## What the task asks:
What do the lines from the top of the data through the line with "pub fn project_plan()" say? Quote them exactly and include both ends.

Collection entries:

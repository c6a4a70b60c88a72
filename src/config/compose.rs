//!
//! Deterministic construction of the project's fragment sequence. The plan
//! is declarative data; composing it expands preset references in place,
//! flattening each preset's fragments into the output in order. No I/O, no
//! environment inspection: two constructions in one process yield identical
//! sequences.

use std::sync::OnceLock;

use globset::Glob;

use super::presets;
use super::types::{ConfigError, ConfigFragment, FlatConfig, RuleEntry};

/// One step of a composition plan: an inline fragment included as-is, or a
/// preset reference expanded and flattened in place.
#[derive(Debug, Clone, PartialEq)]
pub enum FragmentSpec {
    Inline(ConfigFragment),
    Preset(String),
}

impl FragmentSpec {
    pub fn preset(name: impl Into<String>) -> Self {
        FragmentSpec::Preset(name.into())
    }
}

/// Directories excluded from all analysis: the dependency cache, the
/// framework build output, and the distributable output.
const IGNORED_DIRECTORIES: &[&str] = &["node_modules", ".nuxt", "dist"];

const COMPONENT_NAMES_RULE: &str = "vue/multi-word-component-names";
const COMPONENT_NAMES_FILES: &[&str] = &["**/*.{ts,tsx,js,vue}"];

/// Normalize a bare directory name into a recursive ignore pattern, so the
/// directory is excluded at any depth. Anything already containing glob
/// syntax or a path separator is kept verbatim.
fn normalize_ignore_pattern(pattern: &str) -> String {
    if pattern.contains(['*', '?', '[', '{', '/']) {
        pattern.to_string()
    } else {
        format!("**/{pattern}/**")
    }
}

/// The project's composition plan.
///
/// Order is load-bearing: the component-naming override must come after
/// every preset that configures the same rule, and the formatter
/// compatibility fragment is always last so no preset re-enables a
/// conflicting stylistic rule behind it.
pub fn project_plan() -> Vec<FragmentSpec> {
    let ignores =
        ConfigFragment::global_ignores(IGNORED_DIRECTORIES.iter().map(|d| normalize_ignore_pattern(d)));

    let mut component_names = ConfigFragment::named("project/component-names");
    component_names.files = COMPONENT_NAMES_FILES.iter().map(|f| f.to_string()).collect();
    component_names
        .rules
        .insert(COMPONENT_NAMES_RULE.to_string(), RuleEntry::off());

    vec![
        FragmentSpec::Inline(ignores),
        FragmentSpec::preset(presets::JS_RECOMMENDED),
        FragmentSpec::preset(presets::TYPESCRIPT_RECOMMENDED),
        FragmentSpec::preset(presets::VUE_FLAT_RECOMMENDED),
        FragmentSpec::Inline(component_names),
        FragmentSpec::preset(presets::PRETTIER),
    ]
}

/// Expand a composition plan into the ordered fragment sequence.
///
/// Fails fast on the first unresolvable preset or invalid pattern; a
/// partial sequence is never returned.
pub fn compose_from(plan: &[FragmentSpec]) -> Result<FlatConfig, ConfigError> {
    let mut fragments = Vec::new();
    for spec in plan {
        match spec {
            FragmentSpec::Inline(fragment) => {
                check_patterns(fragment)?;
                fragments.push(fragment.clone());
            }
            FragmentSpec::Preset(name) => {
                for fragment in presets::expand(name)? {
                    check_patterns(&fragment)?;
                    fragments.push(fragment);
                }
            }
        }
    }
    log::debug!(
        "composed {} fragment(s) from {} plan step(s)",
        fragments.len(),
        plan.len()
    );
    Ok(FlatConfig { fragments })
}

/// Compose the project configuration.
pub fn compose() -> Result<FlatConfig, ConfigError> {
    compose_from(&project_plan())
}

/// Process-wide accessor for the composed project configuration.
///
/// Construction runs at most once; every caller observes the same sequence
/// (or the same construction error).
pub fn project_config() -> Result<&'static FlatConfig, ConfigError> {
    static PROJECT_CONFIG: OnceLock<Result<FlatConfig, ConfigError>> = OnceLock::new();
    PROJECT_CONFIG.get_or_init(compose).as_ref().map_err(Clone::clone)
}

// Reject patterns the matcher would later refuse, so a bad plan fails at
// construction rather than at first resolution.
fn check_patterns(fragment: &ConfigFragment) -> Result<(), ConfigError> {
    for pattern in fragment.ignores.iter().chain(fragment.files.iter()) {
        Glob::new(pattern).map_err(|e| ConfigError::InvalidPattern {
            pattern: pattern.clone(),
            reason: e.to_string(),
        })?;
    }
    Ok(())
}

## Response to this exercise:
repository c6a4a70b60c88a72
filename src/config/compose.rs
//!
//! Deterministic construction of the project's fragment sequence. The plan
//! is declarative data; composing it expands preset references in place,
//! flattening each preset's fragments into the output in order. No I/O, no
//! environment inspection: two constructions in one process yield identical
//! sequences.

use std::sync::OnceLock;

use globset::Glob;

use super::presets;
use super::types::{ConfigError, ConfigFragment, FlatConfig, RuleEntry};

/// One step of a composition plan: an inline fragment included as-is, or a
/// preset reference expanded and flattened in place.
#[derive(Debug, Clone, PartialEq)]
pub enum FragmentSpec {
    Inline(ConfigFragment),
    Preset(String),
}

impl FragmentSpec {
    pub fn preset(name: impl Into<String>) -> Self {
        FragmentSpec::Preset(name.into())
    }
}

/// Directories excluded from all analysis: the dependency cache, the
/// framework build output, and the distributable output.
const IGNORED_DIRECTORIES: &[&str] = &["node_modules", ".nuxt", "dist"];

const COMPONENT_NAMES_RULE: &str = "vue/multi-word-component-names";
const COMPONENT_NAMES_FILES: &[&str] = &["**/*.{ts,tsx,js,vue}"];

/// Normalize a bare directory name into a recursive ignore pattern, so the
/// directory is excluded at any depth. Anything already containing glob
/// syntax or a path separator is kept verbatim.
fn normalize_ignore_pattern(pattern: &str) -> String {
    if pattern.contains(['*', '?', '[', '{', '/']) {
        pattern.to_string()
    } else {
        format!("**/{pattern}/**")
    }
}

/// The project's composition plan.
///
/// Order is load-bearing: the component-naming override must come after
/// every preset that configures the same rule, and the formatter
/// compatibility fragment is always last so no preset re-enables a
/// conflicting stylistic rule behind it.
pub fn project_plan() -> Vec<FragmentSpec> {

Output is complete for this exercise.